As a successful Georgetown economics grad with her career mapped out before her, Brit Marling decided to change the course of her life. Goldman Sachs’ loss became the movie world’s gain, as she followed her passion for producing, writing and acting.
She first gained note for co-writing and directing Boxers and Ballerinas with Mike Cahill, the noted documentary that followed the lives of a boxer and ballerina in Havana, Cuba, contrasting their lives with those of a boxer and ballerina 90 miles away in Miami, Florida, winning awards at both the Breckenridge and Cinequest Jose film festivals.
With her sights set on a full-length feature, she and Cahill started work on the ambitious Another Earth, a genre-breaking melodramatic romantic sci-fi hybrid filmed on a shoestring budget.
Twenty-eight-year-old Brit both stars in and co-wrote the film and it went on to take the prestigious Alfred P Sloan prize for outstanding film with science, technology or math as a major theme at the 2011 Sundance Film Festival.
- Another Earth is very much a piece of work that spans multiple genres: how would you most simply describe it?
At its core it’s the story of a young girl and a man whose lives become intertwined the night of this terrible accident she causes, and that night is also the night of the discovery of another planet in our solar system, which turns out to be a duplicate Earth.

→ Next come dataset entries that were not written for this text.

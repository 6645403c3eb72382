//! Vendor endpoints.

use crate::error::AppError;
use crate::models::Vendor;
use crate::response::ListResponse;
use crate::service;
use crate::sql::ListParams;
use crate::state::AppState;
use axum::extract::{Path, Query, State};
use axum::Json;

/// Retrieves a page of vendors.
#[utoipa::path(
    get,
    path = "/vendors",
    params(ListParams),
    responses((status = 200, description = "A page of vendors")),
    tag = "Vendors"
)]
pub async fn list_vendors(
    State(state): State<AppState>,
    Query(params): Query<ListParams>,
) -> Result<Json<ListResponse<Vendor>>, AppError> {
    let rows = service::fetch_page(&state.pool, &params).await?;
    Ok(Json(ListResponse::page(rows, params.skip, params.limit)))
}

/// Retrieves a vendor by id.
#[utoipa::path(
    get,
    path = "/vendors/{id}",
    params(("id" = i32, Path, description = "Vendor id")),
    responses(
        (status = 200, body = Vendor),
        (status = 404, body = crate::error::ErrorBody, description = "No vendor with that id")
    ),
    tag = "Vendors"
)]
pub async fn read_vendor(
    State(state): State<AppState>,
    Path(vendor_id): Path<i32>,
) -> Result<Json<Vendor>, AppError> {
    let vendor = service::fetch_by_id::<Vendor>(&state.pool, vendor_id)
        .await?
        .ok_or_else(|| {
            AppError::NotFound(format!("A vendor with an id of {vendor_id} was not found."))
        })?;
    Ok(Json(vendor))
}
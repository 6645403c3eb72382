//! Company endpoints.

use crate::error::AppError;
use crate::models::ContractCompany;
use crate::response::ListResponse;
use crate::service;
use crate::sql::ListParams;
use crate::state::AppState;
use axum::extract::{Path, Query, State};
use axum::Json;

/// Retrieves a page of companies.
#[utoipa::path(
    get,
    path = "/companies",
    params(ListParams),
    responses((status = 200, description = "A page of companies")),
    tag = "Companies"
)]
pub async fn list_companies(
    State(state): State<AppState>,
    Query(params): Query<ListParams>,
) -> Result<Json<ListResponse<ContractCompany>>, AppError> {
    let rows = service::fetch_page(&state.pool, &params).await?;
    Ok(Json(ListResponse::page(rows, params.skip, params.limit)))
}

/// Retrieves a company by id.
#[utoipa::path(
    get,
    path = "/companies/{id}",
    params(("id" = i32, Path, description = "Company id")),
    responses(
        (status = 200, body = ContractCompany),
        (status = 404, body = crate::error::ErrorBody, description = "No company with that id")
    ),
    tag = "Companies"
)]
pub async fn read_company(
    State(state): State<AppState>,
    Path(company_id): Path<i32>,
) -> Result<Json<ContractCompany>, AppError> {
    let company = service::fetch_by_id::<ContractCompany>(&state.pool, company_id)
        .await?
        .ok_or_else(|| {
            AppError::NotFound(format!(
                "A company with an id of {company_id} was not found."
            ))
        })?;
    Ok(Json(company))
}
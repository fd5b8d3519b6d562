//! Handler modules registered by convention.

use bookstore::handlers;
use bookstore::microsvc::{HandlerError, Method, Request, Service};
use bookstore::InMemoryStore;

#[test]
fn each_service_answers_only_its_own_routes() {
    let reader = bookstore::register_handlers!(
        Service::new(InMemoryStore::new()),
        handlers::books_list,
        handlers::authors_list,
        handlers::years_list,
    );

    assert_eq!(
        reader.route_names(),
        vec!["books.list", "authors.list", "years.list"]
    );
    let err = reader
        .dispatch("books.delete", Request::new().with_param("id", "b1"))
        .unwrap_err();
    assert!(matches!(err, HandlerError::UnknownRoute(_)));
}

#[test]
fn routes_carry_method_and_path() {
    assert_eq!(handlers::books_create::ROUTE.method, Method::Post);
    assert_eq!(handlers::books_create::ROUTE.path, "/api/books");
    assert_eq!(handlers::books_update::ROUTE.method, Method::Put);
    assert_eq!(handlers::books_update::ROUTE.path, "/api/books/:id");
    assert_eq!(handlers::books_delete::ROUTE.method, Method::Delete);
    assert_eq!(handlers::years_list::ROUTE.path, "/api/years");
}

#[test]
fn services_sharing_a_store_see_each_others_writes() {
    let store = InMemoryStore::new();
    let writer = bookstore::register_handlers!(
        Service::new(store.clone()),
        handlers::books_create,
    );
    let reader = bookstore::register_handlers!(Service::new(store), handlers::books_list);

    writer
        .dispatch(
            "books.create",
            Request::new().with_body(crate::support::book("b1", "T", "A")),
        )
        .unwrap();

    let books = reader.dispatch("books.list", Request::new()).unwrap().body;
    assert_eq!(books[0]["id"], "b1");
}
//! Handler: years.list

use crate::book::{BookRecord, YearEntry};
use crate::microsvc::{Context, HandlerError, Reply, Route};
use crate::store::{DocumentStore, DocumentsExt};

pub const ROUTE: Route = Route::get("years.list", "/api/years");

pub fn guard<S>(_ctx: &Context<S>) -> bool {
    true
}

pub fn handle<S: DocumentStore>(ctx: &Context<S>) -> Result<Reply, HandlerError> {
    let years: Vec<YearEntry> = ctx
        .store()
        .documents::<BookRecord>()
        .distinct("year")?
        .into_iter()
        .map(|year| YearEntry { year })
        .collect();

    Reply::ok(&years)
}
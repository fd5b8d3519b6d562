//! Handler: books.delete

use tracing::info;

use crate::book::BookRecord;
use crate::microsvc::{Context, HandlerError, Reply, Route};
use crate::store::{DocumentStore, DocumentsExt};

pub const ROUTE: Route = Route::delete("books.delete", "/api/books/:id");

pub fn guard<S>(_ctx: &Context<S>) -> bool {
    true
}

pub fn handle<S: DocumentStore>(ctx: &Context<S>) -> Result<Reply, HandlerError> {
    let id = ctx.param("id")?;
    let books = ctx.store().documents::<BookRecord>();

    if !books.existence(id)?.is_found() {
        return Err(not_found(id));
    }

    let outcome = books.delete(id)?;
    // Someone else deleted it after our check; the caller sees the same
    // answer a second delete would get.
    if outcome.deleted_count == 0 {
        return Err(not_found(id));
    }
    info!(id, "book deleted");

    Reply::ok(&outcome)
}

fn not_found(id: &str) -> HandlerError {
    HandlerError::NotFound(format!("book {}", id))
}
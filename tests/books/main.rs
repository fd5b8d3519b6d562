//! Bookstore service integration tests.

mod convention;
mod policy;
mod projections;
mod race;
mod seed;
mod support;

#[cfg(feature = "http")]
mod http;
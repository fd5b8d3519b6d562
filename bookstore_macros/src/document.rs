use proc_macro::TokenStream;
use quote::quote;
use syn::{Data, DeriveInput, Fields, LitStr};

pub fn derive_document(input: TokenStream) -> TokenStream {
    let input = syn::parse_macro_input!(input as DeriveInput);

    match expand(&input) {
        Ok(tokens) => TokenStream::from(tokens),
        Err(err) => TokenStream::from(err.to_compile_error()),
    }
}

fn expand(input: &DeriveInput) -> syn::Result<proc_macro2::TokenStream> {
    let name = &input.ident;
    let collection = extract_collection(input)?;
    let id_field = extract_id_field(input)?;

    Ok(quote! {
        impl bookstore::Document for #name {
            const COLLECTION: &'static str = #collection;

            fn id(&self) -> &str {
                &self.#id_field
            }
        }
    })
}

fn extract_collection(input: &DeriveInput) -> syn::Result<String> {
    for attr in &input.attrs {
        if !attr.path().is_ident("document") {
            continue;
        }

        let mut collection = None;
        attr.parse_nested_meta(|meta| {
            if meta.path.is_ident("collection") {
                let value: LitStr = meta.value()?.parse()?;
                if !is_valid_collection(&value.value()) {
                    return Err(meta.error(
                        "collection names may only contain ASCII letters, digits and `_`",
                    ));
                }
                collection = Some(value.value());
            }
            Ok(())
        })?;

        if let Some(c) = collection {
            return Ok(c);
        }
    }

    // Default: snake_case struct name + "s"
    Ok(format!("{}s", to_snake_case(&input.ident.to_string())))
}

fn extract_id_field(input: &DeriveInput) -> syn::Result<syn::Ident> {
    let Data::Struct(data_struct) = &input.data else {
        return Err(syn::Error::new_spanned(
            &input.ident,
            "Document can only be derived for structs",
        ));
    };
    let Fields::Named(fields) = &data_struct.fields else {
        return Err(syn::Error::new_spanned(
            &input.ident,
            "Document requires a struct with named fields",
        ));
    };

    for field in &fields.named {
        for attr in &field.attrs {
            if !attr.path().is_ident("document") {
                continue;
            }
            let mut is_id = false;
            attr.parse_nested_meta(|meta| {
                if meta.path.is_ident("id") {
                    is_id = true;
                }
                Ok(())
            })?;
            if is_id {
                if let Some(ident) = &field.ident {
                    return Ok(ident.clone());
                }
            }
        }
    }

    // Default: look for a field named "id"
    fields
        .named
        .iter()
        .filter_map(|field| field.ident.as_ref())
        .find(|ident| *ident == "id")
        .cloned()
        .ok_or_else(|| {
            syn::Error::new_spanned(
                &input.ident,
                "Document derive: no field marked with #[document(id)] and no field named `id`",
            )
        })
}

fn is_valid_collection(name: &str) -> bool {
    !name.is_empty() && name.chars().all(|c| c.is_ascii_alphanumeric() || c == '_')
}

fn to_snake_case(s: &str) -> String {
    let mut result = String::new();
    for (i, ch) in s.chars().enumerate() {
        if ch.is_uppercase() {
            if i > 0 {
                result.push('_');
            }
            result.extend(ch.to_lowercase());
        } else {
            result.push(ch);
        }
    }
    result
}
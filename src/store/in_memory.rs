//! InMemoryStore - HashMap-backed document store for testing and development.

use std::collections::HashMap;
use std::sync::{Arc, RwLock};

use tracing::debug;

use super::store::check_replacement;
use super::{check_collection, DeleteOutcome, DocumentStore, StoreError, UpdateOutcome};
use crate::document::{Document, StoreKey, Stored};

/// Internal stored representation of a document.
struct StoredDocument {
    key: StoreKey,
    seq: u64,
    bytes: Vec<u8>,
}

#[derive(Default)]
struct Storage {
    documents: HashMap<String, StoredDocument>,
    next_seq: u64,
}

/// In-memory document store backed by a HashMap.
///
/// Storage key is `"COLLECTION:id"`, so the map itself enforces id
/// uniqueness. Clone-friendly via Arc; clones share the same data.
#[derive(Clone, Default)]
pub struct InMemoryStore {
    storage: Arc<RwLock<Storage>>,
}

impl InMemoryStore {
    /// Create a new empty store.
    pub fn new() -> Self {
        Self::default()
    }

    fn make_key(collection: &str, id: &str) -> String {
        format!("{}:{}", collection, id)
    }

    fn decode<D: Document>(stored: &StoredDocument) -> Result<Stored<D>, StoreError> {
        Ok(Stored {
            key: stored.key.clone(),
            data: serde_json::from_slice(&stored.bytes)?,
        })
    }

    /// Number of documents across all collections.
    pub fn len(&self) -> Result<usize, StoreError> {
        self.storage
            .read()
            .map(|storage| storage.documents.len())
            .map_err(|_| StoreError::LockPoisoned("len"))
    }

    pub fn is_empty(&self) -> Result<bool, StoreError> {
        self.len().map(|len| len == 0)
    }
}

impl DocumentStore for InMemoryStore {
    fn ensure_collection<D: Document>(&self) -> Result<(), StoreError> {
        check_collection(D::COLLECTION)
    }

    fn find_by_id<D: Document>(&self, id: &str) -> Result<Option<Stored<D>>, StoreError> {
        let key = Self::make_key(D::COLLECTION, id);
        let storage = self
            .storage
            .read()
            .map_err(|_| StoreError::LockPoisoned("find_by_id"))?;

        storage.documents.get(&key).map(Self::decode::<D>).transpose()
    }

    fn find_all<D: Document>(&self) -> Result<Vec<Stored<D>>, StoreError> {
        let prefix = Self::make_key(D::COLLECTION, "");
        let storage = self
            .storage
            .read()
            .map_err(|_| StoreError::LockPoisoned("find_all"))?;

        let mut matching: Vec<&StoredDocument> = storage
            .documents
            .iter()
            .filter(|(key, _)| key.starts_with(&prefix))
            .map(|(_, stored)| stored)
            .collect();
        matching.sort_by_key(|stored| stored.seq);

        matching.into_iter().map(Self::decode::<D>).collect()
    }

    fn insert<D: Document>(&self, document: &D) -> Result<Stored<D>, StoreError> {
        let key = Self::make_key(D::COLLECTION, document.id());
        let bytes = serde_json::to_vec(document)?;

        let mut storage = self
            .storage
            .write()
            .map_err(|_| StoreError::LockPoisoned("insert"))?;

        if storage.documents.contains_key(&key) {
            return Err(StoreError::Duplicate {
                collection: D::COLLECTION.to_string(),
                id: document.id().to_string(),
            });
        }

        let store_key = StoreKey::generate();
        let seq = storage.next_seq;
        storage.next_seq += 1;
        storage.documents.insert(
            key,
            StoredDocument {
                key: store_key.clone(),
                seq,
                bytes,
            },
        );
        debug!(collection = D::COLLECTION, id = document.id(), key = %store_key, "inserted document");

        Ok(Stored {
            key: store_key,
            data: document.clone(),
        })
    }

    fn update_by_id<D: Document>(
        &self,
        id: &str,
        document: &D,
    ) -> Result<UpdateOutcome, StoreError> {
        check_replacement(id, document)?;
        let key = Self::make_key(D::COLLECTION, id);
        let bytes = serde_json::to_vec(document)?;

        let mut storage = self
            .storage
            .write()
            .map_err(|_| StoreError::LockPoisoned("update_by_id"))?;

        match storage.documents.get_mut(&key) {
            Some(stored) => {
                stored.bytes = bytes;
                Ok(UpdateOutcome {
                    matched_count: 1,
                    modified_count: 1,
                })
            }
            None => Ok(UpdateOutcome {
                matched_count: 0,
                modified_count: 0,
            }),
        }
    }

    fn delete_by_id<D: Document>(&self, id: &str) -> Result<DeleteOutcome, StoreError> {
        let key = Self::make_key(D::COLLECTION, id);
        let mut storage = self
            .storage
            .write()
            .map_err(|_| StoreError::LockPoisoned("delete_by_id"))?;

        let deleted_count = u64::from(storage.documents.remove(&key).is_some());
        Ok(DeleteOutcome { deleted_count })
    }
}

I play Rhoda Williams, the young girl who causes this accident, and in the story she’s imprisoned for four years. When she comes out on the other side, this planet has come even closer, and the possibility of contact and communication is now being discussed.
- You co-wrote the movie - what brought you to these themes?
We were listening to Dr. Richard Berenson on tape. Dr. Berenson is the narrator of the film and has that booming voice that feels like an all-knowing, omniscient figure. He has all these books about the cosmos on tape.
He also has a wonderful way of talking about space because he’s a master storyteller, so it all comes with a sense of history and character and narrative, and poetics almost. I think that that got both Mike [Cahill, director and co-writer] and me thinking; ‘why have we become so disconnected with that wonder?’
We live in these cities where you’re really disconnected from the night sky; you don’t spend the night under the stars daydreaming on your relative insignificance in comparison to all that is so unknown. He awakened that sense in us and we wanted to try to make a movie that had some of that feeling.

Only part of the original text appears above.